Application Research on Optimization Algorithm of sEMG Gesture Recognition Based on Light CNN+LSTM Model
Open Access
- 8 November 2021
- journal article
- research article
- Published by American Association for the Advancement of Science (AAAS) in Thinking Skills and Creativity
- Vol. 2021, 9794610
- https://doi.org/10.34133/2021/9794610
Abstract
The deep learning gesture recognition based on surface electromyography plays an increasingly important role in human-computer interaction. In order to ensure the high accuracy of deep learning in multistate muscle action recognition and ensure that the training model can be applied in the embedded chip with small storage space, this paper presents a feature model construction and optimization method based on multichannel sEMG amplification unit.

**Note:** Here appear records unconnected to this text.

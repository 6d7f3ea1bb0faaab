//! Lazy traversal of the trie.

use super::TrieNode;
use crate::alphabet::Symbol;
use std::collections::btree_map;
use std::sync::Arc;

/// Lazy pre-order iterator over `(key, value)` pairs.
///
/// Holds a stack of child iterators, one per level of the current path.
/// Each pull descends to the next value-bearing node; nothing past it is
/// visited until the following pull.
pub struct Pairs<'a, C: Symbol, V> {
    stack: Vec<btree_map::Iter<'a, C, Arc<TrieNode<C, V>>>>,
    path: Vec<C>,
    /// Root value, handed out on the first pull.
    root_value: Option<&'a V>,
}

impl<'a, C: Symbol, V> Pairs<'a, C, V> {
    pub(crate) fn new(root: &'a TrieNode<C, V>) -> Self {
        Pairs {
            stack: vec![root.children.iter()],
            path: Vec::new(),
            root_value: root.value.as_ref(),
        }
    }
}

impl<'a, C: Symbol, V: Clone> Iterator for Pairs<'a, C, V> {
    type Item = (String, V);

    fn next(&mut self) -> Option<Self::Item> {
        if let Some(value) = self.root_value.take() {
            return Some((String::new(), value.clone()));
        }

        loop {
            let level = self.stack.last_mut()?;
            match level.next() {
                Some((&label, child)) => {
                    self.path.push(label);
                    self.stack.push(child.children.iter());
                    if let Some(value) = &child.value {
                        return Some((C::to_text(&self.path), value.clone()));
                    }
                }
                None => {
                    self.stack.pop();
                    self.path.pop();
                }
            }
        }
    }
}

#[cfg(test)]
mod tests {
    use crate::index::ByteIndex;

    #[test]
    fn test_pairs_is_lazy_and_ordered() {
        let index: ByteIndex<u32> =
            ByteIndex::from_pairs(vec![("bee", 2), ("ant", 1), ("cow", 3)]);

        let mut pairs = index.pairs();
        assert_eq!(pairs.next(), Some(("ant".to_string(), 1)));
        assert_eq!(pairs.next(), Some(("bee".to_string(), 2)));
        assert_eq!(pairs.next(), Some(("cow".to_string(), 3)));
        assert_eq!(pairs.next(), None);
    }

    #[test]
    fn test_pairs_nested_keys() {
        let index: ByteIndex<u32> = ByteIndex::from_pairs(vec![("a", 1), ("ab", 2), ("abc", 3)]);
        let keys: Vec<String> = index.pairs().map(|(key, _)| key).collect();
        assert_eq!(keys, vec!["a", "ab", "abc"]);
    }

    #[test]
    fn test_pairs_empty_key_first() {
        let index: ByteIndex<u32> = ByteIndex::from_pairs(vec![("b", 1), ("", 0)]);
        let first = index.pairs().next().unwrap();
        assert_eq!(first, (String::new(), 0));
    }
}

The feature model is established by using multidimensional sequential sEMG images by combining convolutional neural network and long-term memory network to solve the problem of multistate sEMG signal recognition. The experimental results show that under the same network structure, the sEMG signal with fast Fourier transform and root mean square as feature data processing has a good recognition rate, and the recognition accuracy of complex gestures is 91.40, with the size of 1MB. The model can still control the artificial hand accurately when the model is small and the precision is high.Keywords
Funding Information
- Department of Education of Liaoning Province (LZGD2019001)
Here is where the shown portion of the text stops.